The first time we saw Angel Olsen, we knew she was something special. Seeing her play solo songs on smaller stages now feels like a privileged view to the past, a moment that we’ll tell people, “We saw her when,” but catching Angel at Studie 2 of Koncerthuset with a full band or wailing over a keyboard as she does for “Intern” and “Woman” is not less intimate or less touching.

She’s filling bigger stages in a physical sense with more band members — two guitarists in addition to her own playing, a backing singer, plus rhythm section — all of whom are wearing matching grey suits and bolo ties. Her once stripped-back performance is significantly richer for the added musicians; the night is dominated by songs from her new album, MY WOMAN, but “Hi Five,” “Forgiven/Forgotten,” and “Sweet Dreams” all make an appearance with fleshed out arrangements.

Without the high production values of the studio, the new songs have a decidedly more country feel to them, and they can be heard as made up of discernible parts rather than just atmospherics.
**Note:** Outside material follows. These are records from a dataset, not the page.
//! Tool dispatch: turns model-issued tool calls into [`ToolOutcome`]s.
//!
//! Dispatch never fails: malformed arguments, unknown tools, a missing
//! credential, and executor errors all become error payloads that go back
//! to the model as the tool result.

use chrono::Utc;
use futures::future::join_all;
use recruitr_core::error::ToolError;
use recruitr_core::event::{DomainEvent, EventBus};
use recruitr_core::graphql::{Credential, GraphQlExecutor};
use recruitr_core::message::MessageToolCall;
use recruitr_core::provider::Provider;
use recruitr_core::tool::{Invocation, ToolContext, ToolOutcome, ToolRegistry};
use serde_json::json;
use std::sync::Arc;
use std::time::Instant;
use tracing::{debug, warn};

pub struct ToolDispatcher {
    registry: Arc<ToolRegistry>,
    executor: Arc<dyn GraphQlExecutor>,
    provider: Arc<dyn Provider>,
    model: String,
    events: Option<Arc<EventBus>>,
}

impl ToolDispatcher {
    pub fn new(
        registry: Arc<ToolRegistry>,
        executor: Arc<dyn GraphQlExecutor>,
        provider: Arc<dyn Provider>,
        model: impl Into<String>,
    ) -> Self {
        Self {
            registry,
            executor,
            provider,
            model: model.into(),
            events: None,
        }
    }

    /// Publish a `ToolExecuted` event for every dispatch.
    pub fn with_events(mut self, events: Arc<EventBus>) -> Self {
        self.events = Some(events);
        self
    }

    pub fn registry(&self) -> &ToolRegistry {
        &self.registry
    }

    /// Run every call concurrently. Results come back in the order the calls
    /// were issued, whatever order they complete in.
    pub async fn dispatch_all(
        &self,
        session_id: &str,
        calls: &[MessageToolCall],
        credential: Option<&Credential>,
    ) -> Vec<(MessageToolCall, ToolOutcome)> {
        let outcomes = join_all(
            calls
                .iter()
                .map(|call| self.dispatch(session_id, call, credential)),
        )
        .await;
        calls.iter().cloned().zip(outcomes).collect()
    }

    /// Run one tool call.
    pub async fn dispatch(
        &self,
        session_id: &str,
        call: &MessageToolCall,
        credential: Option<&Credential>,
    ) -> ToolOutcome {
        let started = Instant::now();
        let outcome = self.run(call, credential).await;
        let duration_ms = started.elapsed().as_millis() as u64;

        match &outcome {
            ToolOutcome::Success(_) => {
                debug!(session_id, tool = %call.name, call_id = %call.id, duration_ms, "Tool succeeded")
            }
            ToolOutcome::Failure { error, .. } => {
                warn!(session_id, tool = %call.name, call_id = %call.id, duration_ms, %error, "Tool failed")
            }
        }

        if let Some(events) = &self.events {
            events.publish(DomainEvent::ToolExecuted {
                session_id: session_id.to_string(),
                tool_name: call.name.clone(),
                success: outcome.is_success(),
                duration_ms,
                timestamp: Utc::now(),
            });
        }

        outcome
    }

    async fn run(&self, call: &MessageToolCall, credential: Option<&Credential>) -> ToolOutcome {
        let raw = call.arguments.trim();
        let arguments: serde_json::Value = if raw.is_empty() {
            json!({})
        } else {
            match serde_json::from_str(raw) {
                Ok(value) => value,
                Err(e) => {
                    return ToolOutcome::failure(
                        ToolError::InvalidArguments(e.to_string()).to_string(),
                        json!({ "tool": call.name, "arguments": call.arguments }),
                    );
                }
            }
        };

        let Some(descriptor) = self.registry.resolve(&call.name) else {
            return ToolOutcome::failure(
                ToolError::NotFound(call.name.clone()).to_string(),
                json!({ "tool": call.name }),
            );
        };

        let Some(credential) = credential else {
            return ToolOutcome::failure(
                ToolError::MissingCredential.to_string(),
                json!({ "tool": call.name }),
            );
        };

        match &descriptor.invocation {
            Invocation::Query { document } => {
                if !arguments.is_object() {
                    return ToolOutcome::failure(
                        ToolError::InvalidArguments("expected a JSON object".into()).to_string(),
                        json!({ "tool": call.name, "arguments": call.arguments }),
                    );
                }
                match self.executor.execute(credential, document, arguments.clone()).await {
                    Ok(data) => ToolOutcome::Success(data),
                    Err(e) => ToolOutcome::failure(
                        e.to_string(),
                        json!({ "tool": call.name, "variables": arguments }),
                    ),
                }
            }
            Invocation::Composite(tool) => {
                let ctx = ToolContext {
                    executor: self.executor.as_ref(),
                    provider: self.provider.as_ref(),
                    model: &self.model,
                    credential,
                };
                match tool.run(arguments, &ctx).await {
                    Ok(result) => ToolOutcome::Success(result),
                    Err(e) => composite_failure(&call.name, e),
                }
            }
        }
    }
}

fn composite_failure(tool: &str, error: ToolError) -> ToolOutcome {
    let message = error.to_string();
    let context = match error {
        ToolError::StepFailed { step, created, .. } => {
            let mut context = json!({ "tool": tool, "step": step });
            if let (Some(context), Some(created)) = (context.as_object_mut(), created.as_object()) {
                context.extend(created.clone());
            }
            context
        }
        _ => json!({ "tool": tool }),
    };
    ToolOutcome::failure(message, context)
}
In other words, there’s more slide guitar than you’d realize, and it’s a very good thing. This grounding effect also changes the emotional projection of some of the songs; “Sister,” for example, has a new energy that makes it sound less tragic than the album version. When she sings, “My Life has slowly changed,” it might even be a positive thing.

While there is still a seriousness in her overall demeanor, Olsen has given up on the stony sternness that once set the tenor of her performances. She’s working on her stage banter, which she sometimes gives up mid-sentence (and she knows it’s funny when she does), and smiles break through just rarely enough to be rewarding.

But for these charismatic flashes, the reason you go to see Angel Olsen is because her voice is so dynamic. It’s sweet, it’s affecting, and it’s powerful. The build up to “Not Gonna Kill You” — in its live incarnation, a fully-fledged rock song — proves that she could end up being one of the great rock frontwomen of a generation.

Or she could be the next June Carter Cash. It all depends on where she wants to take her songwriting, and since she’s busted out the synths for the new album, that could really be anywhere. Perhaps by the time she’s playing the main room at Koncerthuset (and she’s destined for such audiences) we’ll have a complete picture. But if Angel Olsen is in it for the long haul, we guarantee we’ll be right there with her.